Python scrapy ReactorNotRestartable substitute


I have been trying to make an app in Python using Scrapy that has the following functionality:

  • A rest api (I had made that using flask) listens to all requests to crawl/scrap and return the response after crawling.(the crawling part is short enough, so the connection can be keep-alive till crawling gets completed.)

I am able to do this using the following code:

items = []
def add_item(item):
    items.append(item)

# set up crawler
crawler = Crawler(SpiderClass,settings=get_project_settings())
crawler.signals.connect(add_item, signal=signals.item_passed)

# This is added to make the reactor stop, if I don't use this, the code stucks at reactor.run() line.
crawler.signals.connect(reactor.stop, signal=signals.spider_closed) #@UndefinedVariable 
crawler.crawl(requestParams=requestParams)
# start crawling 
reactor.run() #@UndefinedVariable
return str(items)

Now the problem I am facing is after making the reactor stop (which seems necessary to me since I don't want to stuck to the reactor.run()). I couldn't accept the further request after first request.

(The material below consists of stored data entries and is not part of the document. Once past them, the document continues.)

use crate::error::VisError;
use std::path::PathBuf;
use std::time::Duration;
use tui::style::Color;

/// 24-bit colour
#[derive(Debug, Clone, Copy, PartialEq, Eq, Hash)]
pub struct Rgb(pub u8, pub u8, pub u8);

impl Rgb {
    /// parse `RRGGBB`, with or without a leading `#`
    pub fn parse(s: &str) -> Result<Rgb, VisError> {
        let hex = s.strip_prefix('#').unwrap_or(s);
        // from_str_radix alone would take a sign, e.g. "+F+F+F"
        if hex.len() != 6 || !hex.bytes().all(|b| b.is_ascii_hexdigit()) {
            return Err(VisError::InvalidColour(s.to_string()));
        }
        let channel = |i: usize| {
            u8::from_str_radix(&hex[i..i + 2], 16).map_err(|_| VisError::InvalidColour(s.to_string()))
        };
        Ok(Rgb(channel(0)?, channel(2)?, channel(4)?))
    }
}

impl From<Rgb> for Color {
    fn from(c: Rgb) -> Color {
        Color::Rgb(c.0, c.1, c.2)
    }
}

/// the three tints of a backlit dot-matrix LCD
#[derive(Debug, Clone, Copy, PartialEq, Eq)]
pub struct LcdPalette {
    pub on: Rgb,
    pub off: Rgb,
    pub background: Rgb,
}

impl Default for LcdPalette {
    fn default() -> Self {
        LcdPalette {
            on: Rgb(250, 220, 20),
            off: Rgb(60, 40, 20),
            background: Rgb(0, 0, 20),
        }
    }
}

/// size of one LCD dot and the gap around it, in output pixels
#[derive(Debug, Clone, Copy, PartialEq, Eq)]
pub struct GlyphMetrics {
    pub px_size: usize,
    pub px_space: usize,
}

impl GlyphMetrics {
    /// one terminal cell per dot, no gap
    pub const TERMINAL: GlyphMetrics = GlyphMetrics {
        px_size: 1,
        px_space: 0,
    };

    /// width of a rendered glyph block
    pub fn block_width(&self) -> usize {
        5 * (self.px_size + self.px_space) + self.px_space
    }

    /// height of a rendered glyph block
    pub fn block_height(&self) -> usize {
        8 * (self.px_size + self.px_space) + self.px_space
    }
}

impl Default for GlyphMetrics {
    fn default() -> Self {
        GlyphMetrics {
            px_size: 2,
            px_space: 2,
        }
    }
}

/// where `--load` puts a file unless told otherwise
pub const DEFAULT_LOAD_ADDR: u16 = 0x5000;

/// everything the front-end needs to know at startup
#[derive(Debug, Clone)]
pub struct Config {
    pub palette: LcdPalette,
    pub metrics: GlyphMetrics,
    pub terminal_rows: usize,
    pub terminal_cols: usize,
    /// UI tick: input poll, serial drain, LCD notifications
    pub tick: Duration,
    /// memory viewer refresh, approx 15Hz
    pub memory_refresh: Duration,
    pub mute: bool,
    pub load: Option<PathBuf>,
    pub load_addr: u16,
}

impl Default for Config {
    fn default() -> Self {
        Config {
            palette: LcdPalette::default(),
            metrics: GlyphMetrics::TERMINAL,
            terminal_rows: 24,
            terminal_cols: 80,
            tick: Duration::from_millis(16),
            memory_refresh: Duration::from_millis(66),
            mute: false,
            load: None,
            load_addr: DEFAULT_LOAD_ADDR,
        }
    }
}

After first request gets completed, I got the following error:

Traceback (most recent call last):
  File "c:\python27\lib\site-packages\flask\app.py", line 1988, in wsgi_app
    response = self.full_dispatch_request()
  File "c:\python27\lib\site-packages\flask\app.py", line 1641, in full_dispatch_request
    rv = self.handle_user_exception(e)
  File "c:\python27\lib\site-packages\flask\app.py", line 1544, in handle_user_exception
    reraise(exc_type, exc_value, tb)
  File "c:\python27\lib\site-packages\flask\app.py", line 1639, in full_dispatch_request
    rv = self.dispatch_request()
  File "c:\python27\lib\site-packages\flask\app.py", line 1625, in dispatch_request
    return self.view_functions[rule.endpoint](**req.view_args)
  File "F:\my_workspace\jobvite\jobvite\com\jobvite\web\RequestListener.py", line 38, in submitForm
    reactor.run() #@UndefinedVariable
  File "c:\python27\lib\site-packages\twisted\internet\base.py", line 1193, in run
    self.startRunning(installSignalHandlers=installSignalHandlers)
  File "c:\python27\lib\site-packages\twisted\internet\base.py", line 1173, in startRunning
    ReactorBase.startRunning(self)
  File "c:\python27\lib\site-packages\twisted\internet\base.py", line 684, in startRunning
    raise error.ReactorNotRestartable()
ReactorNotRestartable

Which is obvious, since we can not restart the reactor.

So my questions are:

1) How could I provide support for the next requests to crawl?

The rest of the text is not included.